CHAPTER 07 · CORE LANGUAGE

Strings, Runes & Unicode

Every programming language has strings. Go's are simple on the surface and quietly clever underneath. Once you understand the byte-vs-rune split, a whole category of bugs evaporates, the kind where "café" seems to have 5 characters instead of 4.

Learning objectives

  • Explain what a Go string actually stores.
  • Define byte, rune, and code point and how UTF-8 ties them together.
  • Choose between indexing (s[i]) and ranging correctly.
  • Count characters of a string safely.
  • Use raw string literals for regex and JSON.
  • Build long strings efficiently with strings.Builder.

What a string actually is

A Go string is an immutable sequence of bytes. Two operations are guaranteed:

  1. len(s) returns the number of bytes (not characters!).
  2. s[i] returns the i-th byte as a byte (i.e. uint8).

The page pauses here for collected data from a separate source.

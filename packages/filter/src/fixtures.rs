use business_map_business_models::{BusinessRecord, MapType};

#[allow(clippy::too_many_arguments)]
pub fn record(
    id: &str,
    name: &str,
    map_type: MapType,
    category: &str,
    source: &str,
    district: &str,
    sub_district: &str,
    local_unit: &str,
) -> BusinessRecord {
    BusinessRecord {
        id: id.to_string(),
        name: name.to_string(),
        address: format!("Jl. {name} No. {id}"),
        map_type,
        category: category.to_string(),
        category_code: format!("47{id}"),
        region: "Kota Medan".to_string(),
        district: district.to_string(),
        sub_district: sub_district.to_string(),
        local_unit: local_unit.to_string(),
        census_block: format!("B{local_unit}"),
        latitude: 3.5,
        longitude: 98.6,
        data_source: source.to_string(),
        phone: None,
    }
}

/// Six records spread over two districts, both map types and two sources.
#[rustfmt::skip]
pub fn records() -> Vec<BusinessRecord> {
    vec![
        record("1", "Warung Sate", MapType::Prelist, "Makanan", "Survei", "Medan Baru", "Darat", "0001"),
        record("2", "apotek Sehat", MapType::Prelist, "Kesehatan", "Survei", "Medan Baru", "Babura", "0002"),
        record("3", "Bengkel Jaya", MapType::Listing, "Otomotif", "Survei", "Medan Kota", "Teladan", "0003"),
        record("4", "Toko Buku", MapType::Prelist, "Makanan", "Registrasi", "Medan Baru", "Darat", "0004"),
        record("5", "Kedai Kopi", MapType::Listing, "Makanan", "Registrasi", "Medan Kota", "Mesjid", "0005"),
        record("6", "Warung Nasi", MapType::Prelist, "Makanan", "Survei", "Medan Baru", "Darat", "0001"),
    ]
}
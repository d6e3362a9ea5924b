//! Geometry parsing and envelope computation.

use business_map_viewport_models::BoundingBox;
use geo::{BoundingRect, MultiPolygon};

/// Parses a raw `GeoJSON` geometry object into a [`MultiPolygon`].
/// Handles both `Polygon` and `MultiPolygon` geometry types.
#[must_use]
pub fn parse_multipolygon(raw: &serde_json::Value) -> Option<MultiPolygon<f64>> {
    let geom: geojson::Geometry = serde_json::from_value(raw.clone()).ok()?;
    let geo_geom: geo::Geometry<f64> = geom.try_into().ok()?;
    match geo_geom {
        geo::Geometry::MultiPolygon(mp) => Some(mp),
        geo::Geometry::Polygon(p) => Some(MultiPolygon(vec![p])),
        _ => None,
    }
}

/// Bounding box of a [`MultiPolygon`], or `None` if it has no coordinates
/// or any corner is not finite.
#[must_use]
pub fn envelope(mp: &MultiPolygon<f64>) -> Option<BoundingBox> {
    let rect = mp.bounding_rect()?;
    let bbox = BoundingBox::new(rect.min().x, rect.min().y, rect.max().x, rect.max().y);
    [bbox.west, bbox.south, bbox.east, bbox.north]
        .iter()
        .all(|v| v.is_finite())
        .then_some(bbox)
}

/// Parses `raw` and returns its envelope in one step.
#[must_use]
pub fn raw_envelope(raw: &serde_json::Value) -> Option<BoundingBox> {
    envelope(&parse_multipolygon(raw)?)
}
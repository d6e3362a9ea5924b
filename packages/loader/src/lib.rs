#![cfg_attr(feature = "fail-on-warnings", deny(warnings))]
#![warn(clippy::all, clippy::pedantic, clippy::nursery, clippy::cargo)]
#![allow(clippy::multiple_crate_versions, clippy::cargo_common_metadata)]

//! Dataset loading for the business map.
//!
//! Four independent `GeoJSON` `FeatureCollection`s are fetched
//! concurrently: businesses, districts, sub-districts and local units.
//! Each collection is isolated: a failure is logged and leaves that
//! collection absent without affecting the other three. Loaded collections
//! are immutable and shared as `Arc<[T]>`.

pub mod business;
pub mod fetch;

use std::fmt;
use std::path::{Path, PathBuf};
use std::sync::Arc;

use business_map_boundary::normalize::normalize_features;
use business_map_boundary_models::{BoundaryFeature, BoundaryLevel};
use business_map_business_models::BusinessRecord;
use serde::{Deserialize, Serialize};
use thiserror::Error;

/// Errors that can occur while loading one collection.
#[derive(Debug, Error)]
pub enum LoadError {
    /// Reading a local file failed.
    #[error("Failed to read {path}: {source}")]
    Io {
        /// File that could not be read.
        path: PathBuf,
        /// Underlying IO error.
        source: std::io::Error,
    },

    /// HTTP request failed.
    #[error("HTTP error: {0}")]
    Http(#[from] reqwest::Error),

    /// JSON parsing failed.
    #[error("JSON error: {0}")]
    Json(#[from] serde_json::Error),

    /// The document is not a usable feature collection.
    #[error("Conversion error: {message}")]
    Conversion {
        /// Description of what went wrong.
        message: String,
    },
}

/// Where a collection is loaded from: a local file or an `http(s)` URL.
///
/// Written in configuration as a plain string; anything starting with
/// `http://` or `https://` is a URL.
#[derive(Debug, Clone, PartialEq, Eq, Serialize, Deserialize)]
#[serde(from = "String", into = "String")]
pub enum DatasetLocation {
    /// Local file path.
    File(PathBuf),
    /// Remote URL.
    Url(String),
}

impl DatasetLocation {
    /// Parses a location string.
    #[must_use]
    pub fn parse(location: &str) -> Self {
        if location.starts_with("http://") || location.starts_with("https://") {
            Self::Url(location.to_string())
        } else {
            Self::File(PathBuf::from(location))
        }
    }

    /// Resolves a relative file path against `base`. URLs and absolute
    /// paths are returned unchanged.
    #[must_use]
    pub fn resolve(&self, base: &Path) -> Self {
        match self {
            Self::File(path) if path.is_relative() => Self::File(base.join(path)),
            other => other.clone(),
        }
    }
}

impl From<String> for DatasetLocation {
    fn from(location: String) -> Self {
        Self::parse(&location)
    }
}

impl From<DatasetLocation> for String {
    fn from(location: DatasetLocation) -> Self {
        location.to_string()
    }
}

impl fmt::Display for DatasetLocation {
    fn fmt(&self, f: &mut fmt::Formatter<'_>) -> fmt::Result {
        match self {
            Self::File(path) => write!(f, "{}", path.display()),
            Self::Url(url) => f.write_str(url),
        }
    }
}

/// Locations of the four collections. A missing entry means the
/// collection is not loaded at all.
#[derive(Debug, Clone, Default, PartialEq, Eq, Serialize, Deserialize)]
#[serde(default)]
pub struct DatasetSources {
    /// Business points.
    pub businesses: Option<DatasetLocation>,
    /// District polygons (coarse level).
    pub districts: Option<DatasetLocation>,
    /// Sub-district polygons (medium level).
    pub sub_districts: Option<DatasetLocation>,
    /// Local unit polygons (fine level).
    pub local_units: Option<DatasetLocation>,
}

impl DatasetSources {
    /// Resolves every relative file path against `base`.
    #[must_use]
    pub fn resolve(&self, base: &Path) -> Self {
        Self {
            businesses: self.businesses.as_ref().map(|l| l.resolve(base)),
            districts: self.districts.as_ref().map(|l| l.resolve(base)),
            sub_districts: self.sub_districts.as_ref().map(|l| l.resolve(base)),
            local_units: self.local_units.as_ref().map(|l| l.resolve(base)),
        }
    }

    /// Location of the boundary collection for `level`.
    #[must_use]
    pub const fn boundaries(&self, level: BoundaryLevel) -> Option<&DatasetLocation> {
        match level {
            BoundaryLevel::District => self.districts.as_ref(),
            BoundaryLevel::SubDistrict => self.sub_districts.as_ref(),
            BoundaryLevel::LocalUnit => self.local_units.as_ref(),
        }
    }
}

/// The loaded collections. `None` marks a collection that was not
/// configured or failed to load.
#[derive(Debug, Clone, Default)]
pub struct LoadedDatasets {
    /// Business records, in file order.
    pub businesses: Option<Arc<[BusinessRecord]>>,
    /// District boundaries.
    pub districts: Option<Arc<[BoundaryFeature]>>,
    /// Sub-district boundaries.
    pub sub_districts: Option<Arc<[BoundaryFeature]>>,
    /// Local unit boundaries.
    pub local_units: Option<Arc<[BoundaryFeature]>>,
}

impl LoadedDatasets {
    /// Business records, empty if the collection is absent.
    #[must_use]
    pub fn records(&self) -> &[BusinessRecord] {
        self.businesses.as_deref().unwrap_or_default()
    }

    /// Boundary collection for `level`, if loaded.
    #[must_use]
    pub const fn boundaries(&self, level: BoundaryLevel) -> Option<&Arc<[BoundaryFeature]>> {
        match level {
            BoundaryLevel::District => self.districts.as_ref(),
            BoundaryLevel::SubDistrict => self.sub_districts.as_ref(),
            BoundaryLevel::LocalUnit => self.local_units.as_ref(),
        }
    }

    /// Levels whose boundary collection is loaded, coarsest first.
    #[must_use]
    pub fn loaded_levels(&self) -> Vec<BoundaryLevel> {
        BoundaryLevel::all()
            .iter()
            .copied()
            .filter(|level| self.boundaries(*level).is_some())
            .collect()
    }
}

/// Loads all configured collections concurrently.
///
/// Never fails as a whole: each collection's error is logged at warn level
/// and that collection is left as `None`.
pub async fn load_all(client: &reqwest::Client, sources: &DatasetSources) -> LoadedDatasets {
    let (businesses, districts, sub_districts, local_units) = tokio::join!(
        load_businesses(client, sources.businesses.as_ref()),
        load_boundaries(client, sources.districts.as_ref(), BoundaryLevel::District),
        load_boundaries(client, sources.sub_districts.as_ref(), BoundaryLevel::SubDistrict),
        load_boundaries(client, sources.local_units.as_ref(), BoundaryLevel::LocalUnit),
    );

    LoadedDatasets {
        businesses,
        districts,
        sub_districts,
        local_units,
    }
}

async fn load_businesses(
    client: &reqwest::Client,
    location: Option<&DatasetLocation>,
) -> Option<Arc<[BusinessRecord]>> {
    let Some(location) = location else {
        log::info!("No business dataset configured");
        return None;
    };

    match fetch::fetch_features(client, location).await {
        Ok(features) => {
            let records = business::parse_records(&features);
            log::info!(
                "Loaded {} of {} businesses from {location}",
                records.len(),
                features.len()
            );
            Some(records.into())
        }
        Err(e) => {
            log::warn!("Failed to load businesses from {location}: {e}");
            None
        }
    }
}

async fn load_boundaries(
    client: &reqwest::Client,
    location: Option<&DatasetLocation>,
    level: BoundaryLevel,
) -> Option<Arc<[BoundaryFeature]>> {
    let Some(location) = location else {
        log::info!("No {level} boundary dataset configured");
        return None;
    };

    match fetch::fetch_features(client, location).await {
        Ok(features) => {
            let boundaries = normalize_features(&features, level);
            log::info!("Loaded {} {level} boundaries from {location}", boundaries.len());
            Some(boundaries.into())
        }
        Err(e) => {
            log::warn!("Failed to load {level} boundaries from {location}: {e}");
            None
        }
    }
}
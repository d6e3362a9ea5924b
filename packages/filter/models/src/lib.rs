#![cfg_attr(feature = "fail-on-warnings", deny(warnings))]
#![warn(clippy::all, clippy::pedantic, clippy::nursery, clippy::cargo)]
#![allow(clippy::multiple_crate_versions, clippy::cargo_common_metadata)]

//! Filter field, value, state and sort order types.
//!
//! The seven filter fields form a dependency chain. In cascade order:
//!
//! ```text
//! map_type → category → data_source → district → sub_district → area_unit_value
//! ```
//!
//! `area_unit_kind` sits beside the chain: it never becomes a wildcard and
//! only decides which record attribute `area_unit_value` is compared with.

use business_map_business_models::{AreaUnitKind, MapType};
use serde::{Deserialize, Serialize};
use strum_macros::{AsRefStr, Display, EnumString};
use thiserror::Error;

/// The textual wildcard accepted wherever a filter value is parsed.
pub const WILDCARD: &str = "all";

/// One of the seven filter controls.
#[derive(
    Debug,
    Clone,
    Copy,
    PartialEq,
    Eq,
    PartialOrd,
    Ord,
    Hash,
    Serialize,
    Deserialize,
    Display,
    EnumString,
    AsRefStr,
)]
#[serde(rename_all = "snake_case")]
#[strum(serialize_all = "snake_case")]
pub enum FilterField {
    /// Survey map type. Root of the chain.
    MapType,
    /// Business category.
    Category,
    /// Data source. Only selectable for the prelist map type.
    DataSource,
    /// District.
    District,
    /// Sub-district / village.
    SubDistrict,
    /// Which area identifier the area filter uses.
    AreaUnitKind,
    /// Local unit or census block value.
    AreaUnitValue,
}

impl FilterField {
    /// Position in the cascade chain. `None` for
    /// [`FilterField::AreaUnitKind`], which is outside the chain.
    #[must_use]
    pub const fn rank(self) -> Option<u8> {
        match self {
            Self::MapType => Some(0),
            Self::Category => Some(1),
            Self::DataSource => Some(2),
            Self::District => Some(3),
            Self::SubDistrict => Some(4),
            Self::AreaUnitValue => Some(5),
            Self::AreaUnitKind => None,
        }
    }

    /// Whether `self` comes strictly after `other` in the cascade chain.
    #[must_use]
    pub fn is_downstream_of(self, other: Self) -> bool {
        match (self.rank(), other.rank()) {
            (Some(a), Some(b)) => a > b,
            _ => false,
        }
    }

    /// The field whose selection enables this one, if any.
    #[must_use]
    pub const fn enabling_parent(self) -> Option<Self> {
        match self {
            Self::MapType | Self::AreaUnitKind => None,
            Self::Category | Self::DataSource => Some(Self::MapType),
            Self::District => Some(Self::Category),
            Self::SubDistrict => Some(Self::District),
            Self::AreaUnitValue => Some(Self::SubDistrict),
        }
    }

    /// Returns all variants of this enum, in cascade order with
    /// [`FilterField::AreaUnitKind`] just before the value it qualifies.
    #[must_use]
    pub const fn all() -> &'static [Self] {
        &[
            Self::MapType,
            Self::Category,
            Self::DataSource,
            Self::District,
            Self::SubDistrict,
            Self::AreaUnitKind,
            Self::AreaUnitValue,
        ]
    }

    /// The six chain fields in cascade order.
    #[must_use]
    pub const fn chain() -> &'static [Self] {
        &[
            Self::MapType,
            Self::Category,
            Self::DataSource,
            Self::District,
            Self::SubDistrict,
            Self::AreaUnitValue,
        ]
    }
}

/// A filter value: the wildcard or one concrete value.
#[derive(Debug, Clone, PartialEq, Eq, Hash, Serialize, Deserialize)]
#[serde(rename_all = "snake_case")]
pub enum FilterValue<T = String> {
    /// No constraint.
    All,
    /// Exactly this value.
    Only(T),
}

impl<T> Default for FilterValue<T> {
    fn default() -> Self {
        Self::All
    }
}

impl<T> FilterValue<T> {
    /// Whether this is the wildcard.
    #[must_use]
    pub const fn is_all(&self) -> bool {
        matches!(self, Self::All)
    }

    /// The concrete value, if any.
    #[must_use]
    pub const fn as_only(&self) -> Option<&T> {
        match self {
            Self::All => None,
            Self::Only(v) => Some(v),
        }
    }
}

impl<T: PartialEq> FilterValue<T> {
    /// Whether `candidate` satisfies this value.
    #[must_use]
    pub fn accepts(&self, candidate: &T) -> bool {
        match self {
            Self::All => true,
            Self::Only(v) => v == candidate,
        }
    }
}

impl FilterValue<String> {
    /// Parses control text: [`WILDCARD`] is the wildcard, anything else a
    /// concrete value.
    #[must_use]
    pub fn parse(text: &str) -> Self {
        if text == WILDCARD {
            Self::All
        } else {
            Self::Only(text.to_string())
        }
    }

    /// Whether `candidate` satisfies this value.
    #[must_use]
    pub fn accepts_str(&self, candidate: &str) -> bool {
        match self {
            Self::All => true,
            Self::Only(v) => v == candidate,
        }
    }
}

impl From<&str> for FilterValue<String> {
    fn from(text: &str) -> Self {
        Self::parse(text)
    }
}

/// The complete filter selection.
#[derive(Debug, Clone, Default, PartialEq, Eq, Serialize, Deserialize)]
#[serde(rename_all = "camelCase")]
pub struct FilterState {
    /// Map type.
    pub map_type: FilterValue<MapType>,
    /// Category name.
    pub category: FilterValue,
    /// Data source.
    pub data_source: FilterValue,
    /// District name.
    pub district: FilterValue,
    /// Sub-district name.
    pub sub_district: FilterValue,
    /// Which area identifier `area_unit_value` refers to.
    pub area_unit_kind: AreaUnitKind,
    /// Local unit or census block value.
    pub area_unit_value: FilterValue,
}

impl FilterState {
    /// Whether `field` currently holds the wildcard. Always `false` for
    /// [`FilterField::AreaUnitKind`].
    #[must_use]
    pub const fn is_wildcard(&self, field: FilterField) -> bool {
        match field {
            FilterField::MapType => self.map_type.is_all(),
            FilterField::Category => self.category.is_all(),
            FilterField::DataSource => self.data_source.is_all(),
            FilterField::District => self.district.is_all(),
            FilterField::SubDistrict => self.sub_district.is_all(),
            FilterField::AreaUnitKind => false,
            FilterField::AreaUnitValue => self.area_unit_value.is_all(),
        }
    }

    /// Control text for `field`: [`WILDCARD`] or the concrete value.
    #[must_use]
    pub fn display_value(&self, field: FilterField) -> String {
        fn text(value: &FilterValue) -> String {
            value.as_only().map_or_else(|| WILDCARD.to_string(), Clone::clone)
        }

        match field {
            FilterField::MapType => self
                .map_type
                .as_only()
                .map_or_else(|| WILDCARD.to_string(), ToString::to_string),
            FilterField::Category => text(&self.category),
            FilterField::DataSource => text(&self.data_source),
            FilterField::District => text(&self.district),
            FilterField::SubDistrict => text(&self.sub_district),
            FilterField::AreaUnitKind => self.area_unit_kind.to_string(),
            FilterField::AreaUnitValue => text(&self.area_unit_value),
        }
    }
}

/// Column a record list can be sorted by.
#[derive(
    Debug,
    Clone,
    Copy,
    Default,
    PartialEq,
    Eq,
    Hash,
    Serialize,
    Deserialize,
    Display,
    EnumString,
    AsRefStr,
)]
#[serde(rename_all = "snake_case")]
#[strum(serialize_all = "snake_case")]
pub enum SortKey {
    /// Business name.
    #[default]
    Name,
    /// Map type.
    MapType,
    /// Category name.
    Category,
    /// District name.
    District,
}

/// Sort direction.
#[derive(
    Debug,
    Clone,
    Copy,
    Default,
    PartialEq,
    Eq,
    Hash,
    Serialize,
    Deserialize,
    Display,
    EnumString,
    AsRefStr,
)]
#[serde(rename_all = "snake_case")]
#[strum(serialize_all = "snake_case")]
pub enum SortDirection {
    /// Ascending.
    #[default]
    Asc,
    /// Descending.
    Desc,
}

/// A sort key plus direction.
#[derive(Debug, Clone, Copy, Default, PartialEq, Eq, Hash, Serialize, Deserialize)]
pub struct SortOrder {
    /// Column.
    pub key: SortKey,
    /// Direction.
    pub direction: SortDirection,
}

impl SortOrder {
    /// Result of clicking the `key` column header: the same column flips
    /// direction, a different column starts ascending.
    #[must_use]
    pub fn toggled(self, key: SortKey) -> Self {
        if self.key == key {
            Self {
                key,
                direction: match self.direction {
                    SortDirection::Asc => SortDirection::Desc,
                    SortDirection::Desc => SortDirection::Asc,
                },
            }
        } else {
            Self {
                key,
                direction: SortDirection::Asc,
            }
        }
    }
}

/// Free-text search plus optional sort, applied together with the filter
/// state when listing records.
#[derive(Debug, Clone, Default, PartialEq, Eq, Serialize, Deserialize)]
pub struct RecordQuery {
    /// Case-insensitive search text. Blank means no search.
    pub search: String,
    /// Sort order. `None` keeps load order.
    pub sort: Option<SortOrder>,
}

/// Errors raised by invalid filter operations.
///
/// All of these indicate a caller bug: the presentation layer should never
/// offer an unknown field or let a disabled control change.
#[derive(Debug, Clone, PartialEq, Eq, Error)]
pub enum FilterError {
    /// Field name did not parse.
    #[error("Unknown filter field: {0}")]
    UnknownField(String),

    /// Field is disabled in the current state.
    #[error("Filter field {field} is disabled")]
    Disabled {
        /// The disabled field.
        field: FilterField,
    },

    /// Value is not valid for the field.
    #[error("Invalid value {value:?} for filter field {field}")]
    InvalidValue {
        /// The field being set.
        field: FilterField,
        /// The rejected value.
        value: String,
    },
}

That's it. Immutable, countable, byte-indexable. A string doesn't have a built-in notion of "characters", because the definition of character is tangled up in text encoding, and Go took a strong stance: source code and strings default to UTF-8.

package main

import "fmt"

func main() {
    s := "hello"
    fmt.Println(len(s))          // 5  (bytes)
    fmt.Println(s[0])            // 104, the byte value of 'h'
    fmt.Printf("%c\n", s[0])     // h , interpreted as a rune
}

UTF-8 in 90 seconds

Unicode is a catalog of "characters" (really: code points). Each has a number. 'A' is U+0041. '€' is U+20AC. '😀' is U+1F600. There are over 1.1 million possible code points.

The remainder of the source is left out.